**TO DO:** Quote the whole listing verbatim.

**STORED DATA:**

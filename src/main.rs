// SPDX-License-Identifier: AGPL-3.0-or-later

use std::net::SocketAddr;
use std::sync::Arc;

use tracing_subscriber::EnvFilter;

use tenant_gate::api::gateway_router;
use tenant_gate::config::{GateConfig, LogFormat};
use tenant_gate::provision::StaticKeyStore;
use tenant_gate::registry::{RegistryHandle, RegistrySnapshot};
use tenant_gate::state::GatewayState;

fn init_tracing(config: &GateConfig) {
    let filter = EnvFilter::try_from_default_env().unwrap_or_else(|_| EnvFilter::new("info"));
    match config.log_format {
        LogFormat::Json => tracing_subscriber::fmt().with_env_filter(filter).json().init(),
        LogFormat::Pretty => tracing_subscriber::fmt().with_env_filter(filter).init(),
    }
}

/// Load the registry snapshot from disk, or start empty (every route will
/// terminate with ServiceUnknown until a reload supplies entries).
fn load_registry(config: &GateConfig) -> RegistrySnapshot {
    match &config.registry_path {
        Some(path) => {
            let raw = std::fs::read_to_string(path).expect("failed to read registry snapshot");
            serde_json::from_str(&raw).expect("failed to parse registry snapshot")
        }
        None => {
            tracing::warn!("no registry snapshot configured, starting with an empty registry");
            RegistrySnapshot::new()
        }
    }
}

fn load_resolver(config: &GateConfig) -> StaticKeyStore {
    match &config.provision_path {
        Some(path) => {
            let raw = std::fs::read_to_string(path).expect("failed to read provision table");
            serde_json::from_str(&raw).expect("failed to parse provision table")
        }
        None => {
            tracing::warn!("no provision table configured, all keys will be rejected");
            StaticKeyStore::new()
        }
    }
}

#[tokio::main]
async fn main() {
    let config = GateConfig::from_env();
    init_tracing(&config);

    let registry = RegistryHandle::new(load_registry(&config));
    let resolver = Arc::new(load_resolver(&config));

    let state = GatewayState::builder(config.environment.clone(), config.key_secret.clone())
        .registry(registry)
        .resolver(resolver)
        .build();
    let app = gateway_router(state);

    let addr: SocketAddr = format!("{}:{}", config.host, config.port)
        .parse()
        .expect("failed to parse bind address");
    let listener = tokio::net::TcpListener::bind(addr)
        .await
        .expect("failed to bind gateway address");

    tracing::info!(%addr, environment = %config.environment, "tenant gate listening");

    axum::serve(listener, app)
        .with_graceful_shutdown(async {
            tokio::signal::ctrl_c()
                .await
                .expect("failed to listen for shutdown signal");
            tracing::info!("shutdown signal received");
        })
        .await
        .expect("gateway server failed");
}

**EXERCISE OUTPUT:**
filename src/main.rs
// SPDX-License-Identifier: AGPL-3.0-or-later

use std::net::SocketAddr;
use std::sync::Arc;

use tracing_subscriber::EnvFilter;

use tenant_gate::api::gateway_router;
use tenant_gate::config::{GateConfig, LogFormat};
use tenant_gate::provision::StaticKeyStore;
use tenant_gate::registry::{RegistryHandle, RegistrySnapshot};
use tenant_gate::state::GatewayState;

fn init_tracing(config: &GateConfig) {
    let filter = EnvFilter::try_from_default_env().unwrap_or_else(|_| EnvFilter::new("info"));
    match config.log_format {
        LogFormat::Json => tracing_subscriber::fmt().with_env_filter(filter).json().init(),
        LogFormat::Pretty => tracing_subscriber::fmt().with_env_filter(filter).init(),
    }
}

/// Load the registry snapshot from disk, or start empty (every route will
/// terminate with ServiceUnknown until a reload supplies entries).
fn load_registry(config: &GateConfig) -> RegistrySnapshot {
    match &config.registry_path {
        Some(path) => {
            let raw = std::fs::read_to_string(path).expect("failed to read registry snapshot");
            serde_json::from_str(&raw).expect("failed to parse registry snapshot")
        }
        None => {
            tracing::warn!("no registry snapshot configured, starting with an empty registry");
            RegistrySnapshot::new()
        }
    }
}

fn load_resolver(config: &GateConfig) -> StaticKeyStore {
    match &config.provision_path {
        Some(path) => {
            let raw = std::fs::read_to_string(path).expect("failed to read provision table");
            serde_json::from_str(&raw).expect("failed to parse provision table")
        }
        None => {
            tracing::warn!("no provision table configured, all keys will be rejected");
            StaticKeyStore::new()
        }
    }
}

#[tokio::main]
async fn main() {
    let config = GateConfig::from_env();
    init_tracing(&config);

    let registry = RegistryHandle::new(load_registry(&config));
    let resolver = Arc::new(load_resolver(&config));

    let state = GatewayState::builder(config.environment.clone(), config.key_secret.clone())
        .registry(registry)
        .resolver(resolver)
        .build();
    let app = gateway_router(state);

    let addr: SocketAddr = format!("{}:{}", config.host, config.port)
        .parse()
        .expect("failed to parse bind address");
    let listener = tokio::net::TcpListener::bind(addr)
        .await
        .expect("failed to bind gateway address");

    tracing::info!(%addr, environment = %config.environment, "tenant gate listening");

    axum::serve(listener, app)
        .with_graceful_shutdown(async {
            tokio::signal::ctrl_c()
                .await
                .expect("failed to listen for shutdown signal");
            tracing::info!("shutdown signal received");
        })
        .await
        .expect("gateway server failed");
}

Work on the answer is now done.